Chapter 4. Replica versus Master Processes

Table of Contents

Determining State
Processing Loop
Example Processing Loop
Running It

Every environment participating in a replicated application must know whether it is a master or replica. The reason for this is because, simply, the master can modify the database while replicas cannot. As a result, not only will you open databases differently depended on whether the environment is running as a master, but the environment will frequently behave quite a bit differently depending on whether it thinks it is operating as the read/write interface for your database.

Moreover, an environment must also be capable of gracefully switching between master and replica states. This means that the environment must be able to detect when it has switched states.

Not surprisingly, a large part of your application's code will be tied up in knowing which state a given environment is in and then in the logic of how to behave depending on its state.

As an alternative, write forwarding simplifies adding replication to an application. Once configured, there is no need to confine write operations to the master or even to know which site is the master.
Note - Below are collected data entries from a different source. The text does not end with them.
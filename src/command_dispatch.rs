//! Purpose: Hold top-level CLI command dispatch for `ccf`.
//! Exports: `dispatch_command`.
//! Role: Keep `main.rs` focused on parse/bootstrap and delegate command execution.
//! Invariants: Input files are checked here before the format engine is called.
//! Invariants: The engine is reached only through `Writer::write` and `Reader` reads.

use tracing::info;

use super::*;
use crate::report_json::{inspect_json, report_json, write_summary_json};
use crate::table::{TableOptions, read_table, write_table};
use ccf::api::{WriteOptions, Writer, validate_file};

pub(super) fn dispatch_command(
    command: Command,
    color_mode: ColorMode,
) -> Result<RunOutcome, Error> {
    match command {
        Command::Completion { shell } => {
            let mut cmd = Cli::command();
            clap_complete::aot::generate(shell, &mut cmd, "ccf", &mut io::stdout());
            Ok(RunOutcome::ok())
        }
        Command::Version => {
            emit_version_output(color_mode);
            Ok(RunOutcome::ok())
        }
        Command::Pack {
            input,
            output,
            delimiter,
            level,
        } => {
            require_input(&input)?;
            let table_options = TableOptions::new().with_delimiter(delimiter)?;
            let table = read_table(&input, table_options)?;
            let summary = Writer::new(&output)
                .with_options(WriteOptions::new().with_compression_level(level))
                .write(&table.headers, &table.rows)?;
            info!(
                input = %input.display(),
                output = %output.display(),
                columns = summary.header.column_count,
                rows = summary.header.row_count,
                bytes = summary.file_size,
                "pack complete"
            );
            emit_json(write_summary_json(&summary), color_mode);
            Ok(RunOutcome::ok())
        }
        Command::Unpack {
            input,
            output,
            columns,
            delimiter,
        } => {
            require_input(&input)?;
            let table_options = TableOptions::new().with_delimiter(delimiter)?;
            let reader = Reader::open(&input)?;
            let set = match columns {
                Some(names) => reader.read_columns(&names)?,
                None => reader.read_all()?,
            };
            let rows = write_table(&output, &set, reader.row_count(), table_options)?;
            info!(
                input = %input.display(),
                output = %output.display(),
                columns = set.len(),
                rows,
                "unpack complete"
            );
            emit_json(
                json!({
                    "unpacked": {
                        "path": output.display().to_string(),
                        "columns": set.names().collect::<Vec<_>>(),
                        "rows": rows,
                    }
                }),
                color_mode,
            );
            Ok(RunOutcome::ok())
        }
        Command::Inspect { input, json } => {
            require_input(&input)?;
            let reader = Reader::open(&input)?;
            if json || !io::stdout().is_terminal() {
                emit_json(inspect_json(&reader), color_mode);
            } else {
                emit_inspect_human(&reader);
            }
            Ok(RunOutcome::ok())
        }
        Command::Verify { input, json } => {
            require_input(&input)?;
            let report = validate_file(&input)?;
            info!(
                input = %input.display(),
                columns = report.columns_checked,
                issues = report.issue_count(),
                "verify complete"
            );
            if json {
                emit_json(report_json(&report), color_mode);
            } else {
                emit_verify_human(&report);
            }
            if report.status == ValidationStatus::Corrupt {
                return Ok(RunOutcome::with_code(to_exit_code(ErrorKind::Corrupt)));
            }
            Ok(RunOutcome::ok())
        }
    }
}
For more information, see Configuring for Write Forwarding.

This chapter shows you how to determine your environment's state, and it then shows you some sample code on how an application might behave depending on whether it is a master or a replica in a replicated application.

Determining State

In order to determine whether your code is running as a master or a replica, you implement an event handling callback, which we initially describe in Event Handling. When the current environment becomes a client — including at application startup — the DB_EVENT_REP_CLIENT event is raised. When an election is held and a replica is elected to be a master, the DB_EVENT_REP_MASTER event is raised on the newly elected master and the DB_EVENT_REP_NEWMASTER is raised on the other replicas.
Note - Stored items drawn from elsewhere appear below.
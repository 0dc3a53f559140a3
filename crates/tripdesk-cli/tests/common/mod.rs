use std::path::Path;
use std::process::{Command, Output};

use chrono::{Duration, Utc};
use serde_json::{Value, json};

/// Run the CLI with an isolated data directory and optional endpoint.
pub async fn run_cli(args: &[&str], data_dir: &Path, endpoint: Option<&str>) -> Output {
    let mut cmd = Command::new(env!("CARGO_BIN_EXE_tripdesk"));
    cmd.args(args);
    cmd.env("TRIPDESK_DATA_DIR", data_dir);
    cmd.env_remove("TRIPDESK_PASSWORD");
    cmd.env_remove("RUST_LOG");
    match endpoint {
        Some(endpoint) => cmd.env("TRIPDESK_ENDPOINT", endpoint),
        None => cmd.env_remove("TRIPDESK_ENDPOINT"),
    };
    // The mock server runs on this runtime, so keep it free while the CLI runs.
    tokio::task::spawn_blocking(move || cmd.output().expect("Failed to execute CLI"))
        .await
        .expect("CLI task panicked")
}

/// Run the CLI and expect success.
pub async fn run_cli_success(args: &[&str], data_dir: &Path, endpoint: Option<&str>) -> String {
    let output = run_cli(args, data_dir, endpoint).await;
    if !output.status.success() {
        let stderr = String::from_utf8_lossy(&output.stderr);
        panic!("CLI command failed: {:?}\nstderr: {}", args, stderr);
    }
    String::from_utf8_lossy(&output.stdout).to_string()
}

/// Token payload as returned by the sign-in and refresh mutations.
pub fn token_payload(access: &str, refresh: &str, access_ttl: Duration) -> Value {
    let now = Utc::now();
    json!({
        "token": access,
        "refreshToken": refresh,
        "tokenExpiresAt": (now + access_ttl).to_rfc3339(),
        "refreshExpiresAt": (now + Duration::days(7)).to_rfc3339(),
    })
}

/// Write a persisted credential straight into `data_dir`.
pub fn write_session(data_dir: &Path, access: &str, refresh: &str, access_ttl: Duration) {
    let now = Utc::now();
    let payload = json!({
        "accessToken": access,
        "refreshToken": refresh,
        "accessExpiresAt": (now + access_ttl).to_rfc3339(),
        "refreshExpiresAt": (now + Duration::days(7)).to_rfc3339(),
    });
    std::fs::create_dir_all(data_dir).unwrap();
    std::fs::write(
        data_dir.join("tripdesk.session.json"),
        serde_json::to_string(&payload).unwrap(),
    )
    .unwrap();
}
The EventHandler implementation is fairly simple. First you detect the event, and then you record the state change in some data member maintained in a location that is convenient to you.

For example:

package db.repquote;

// We make our main class an EventHandler implementation
...
import com.sleepycat.db.EventHandler;
...

public class MyReplicationClass implements EventHandler
{

...

// Somewhere we provide a data member that is used to track
// whether we are a master server. This could be in our main
// class, or it could be part of a supporting class.
private boolean isMaster;

...

isMaster = false;

...

// In the code where we open our environment and start replication,
// we must identify the class that is the event handler. In this
// example, we are performing this from within the class that 
// implements com.sleepycat.db.EventHandler so we identify
// "this" class as the event handler
envConfig.setEventHandler(this); 

That done, we still need to implement the methods required for handling replication events. For a simple application like this one, these implementations can be trivial.
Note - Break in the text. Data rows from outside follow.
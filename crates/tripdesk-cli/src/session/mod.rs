//! Session context shared by the commands.

mod notice;

pub use notice::LogoutNotice;

use std::path::{Path, PathBuf};
use std::time::Duration;

use anyhow::{Context as _, Result};
use directories::ProjectDirs;
use tracing::debug;

use tripdesk_core::{CredentialStore, Executor, GraphqlUrl};
use tripdesk_file::FileStorage;
use tripdesk_graphql::HttpTransport;

use crate::cli::Cli;

/// Resolved configuration plus the credential store loaded from disk.
pub struct Context {
    store: CredentialStore,
    endpoint: Option<GraphqlUrl>,
    data_dir: PathBuf,
    timeout: Duration,
}

impl Context {
    pub fn load(cli: &Cli) -> Result<Self> {
        let data_dir = match &cli.data_dir {
            Some(dir) => dir.clone(),
            None => default_data_dir()?,
        };
        debug!(data_dir = %data_dir.display(), "Using data directory");

        Ok(Self {
            store: CredentialStore::init(FileStorage::new(&data_dir)),
            endpoint: cli.endpoint.clone(),
            data_dir,
            timeout: Duration::from_secs(cli.timeout),
        })
    }

    pub fn store(&self) -> &CredentialStore {
        &self.store
    }

    pub fn data_dir(&self) -> &Path {
        &self.data_dir
    }

    /// Build an executor against the configured endpoint.
    pub fn executor(&self) -> Result<Executor> {
        let endpoint = self
            .endpoint
            .clone()
            .context("No endpoint configured. Pass --endpoint or set TRIPDESK_ENDPOINT.")?;

        let transport = HttpTransport::builder(endpoint)
            .timeout(self.timeout)
            .build()
            .context("Failed to create HTTP client")?;

        Ok(Executor::new(transport, self.store.clone()))
    }
}

fn default_data_dir() -> Result<PathBuf> {
    let dirs =
        ProjectDirs::from("", "", "tripdesk").context("Could not determine data directory")?;
    Ok(dirs.data_dir().to_path_buf())
}
//! Refresh command implementation.

use anyhow::{Context as _, Result};
use clap::Args;
use colored::Colorize;

use crate::output;
use crate::session::{Context, LogoutNotice};

#[derive(Args, Debug)]
pub struct RefreshArgs {}

pub async fn run(ctx: &Context, _args: RefreshArgs) -> Result<()> {
    let executor = ctx.executor()?;
    let notice = LogoutNotice::spawn(&executor);

    eprintln!("{}", "Refreshing session...".dimmed());

    let result = executor
        .refresh_now()
        .await
        .context("Failed to refresh session");
    drop(executor);
    notice.finish().await;
    result?;

    output::success("Session refreshed successfully");
    if let Some(credential) = ctx.store().get() {
        output::expiry("Access expires", credential.access_expires_at);
    }

    Ok(())
}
    public void handleRepClientEvent()
    {
        dbenv.setIsMaster(false);
    }

    public void handleRepConnectBrokenEvent()
    {
        // Ignored for now.
    }

    public void handleRepConnectEstablishedEvent()
    {
        // Ignored for now.
    }

    public void handleRepConnectTryFailedEvent()
    {
        // Ignored for now.
    }

    public void handleRepMasterEvent()
    {
        dbenv.setIsMaster(true);
    }

    public void handleRepNewMasterEvent(int envId)
    {
        // Ignored for now
    }

    public void handleWriteFailedEvent(int errorCode)
    {
        System.err.println("Write to stable storage failed!" +
            "Operating system error code:" + errorCode);
        System.err.println("Continuing....");
    }

    public void handleRepStartupDoneEvent()
    {
        System.out.println("Replication startup is completed.");
    }

    public void handleRepPermFailedEvent()
    {
        System.out.println("This application failed to receive enough" +
            "acks for a permanent message. The transaction is flushed" + 
            "to disk on this master host.");
    }

    public void handleRepLocalSiteRemovedEvent()
    {
        // Ignored for now.
    }

    public void handleRepSiteAddedEvent()
    {
        // Ignored for now.
    }

    public void handleRepSiteRemovedEvent()
    {
        // Ignored for now.
    }

    public void handleRepElectedEvent()
    {
        // Safely ignored for Replication Manager applications.
    }

    public void handleRepElectionFailedEvent()
    {
        // Safely ignored for Replication Manager applications that do
        // not manage their own master selection.
    }

    public void handleRepJoinFailureEvent()
    {
        // Safely ignored since this application did not turn off AUTOINIT.
    }

    public void handleRepMasterFailureEvent()
    {
        // Safely ignored for Replication Manager applications that do
        // not manage their own master selection.
    }

    public void handleRepDupmasterEvent()
    {
        // Safely ignored for Replication Manager applications that do
        // not manage their own master selection.
    }

    public void handlePanicEvent()
    {
        System.err.println("Panic encountered!");
        System.err.println("Shutting down.");
        System.err.println("You should restart, running recovery.");
        try {
            terminate();
        } catch (DatabaseException dbe) {
            System.err.println("Caught an exception during " +
                "termination in handlePanicEvent: " + dbe.toString());
        }
        System.exit(-1);
    }

Of course, this only gives us the current state of the environment. We still need the code that determines what to do when the environment changes state and how to behave depending on the state (described in the next section).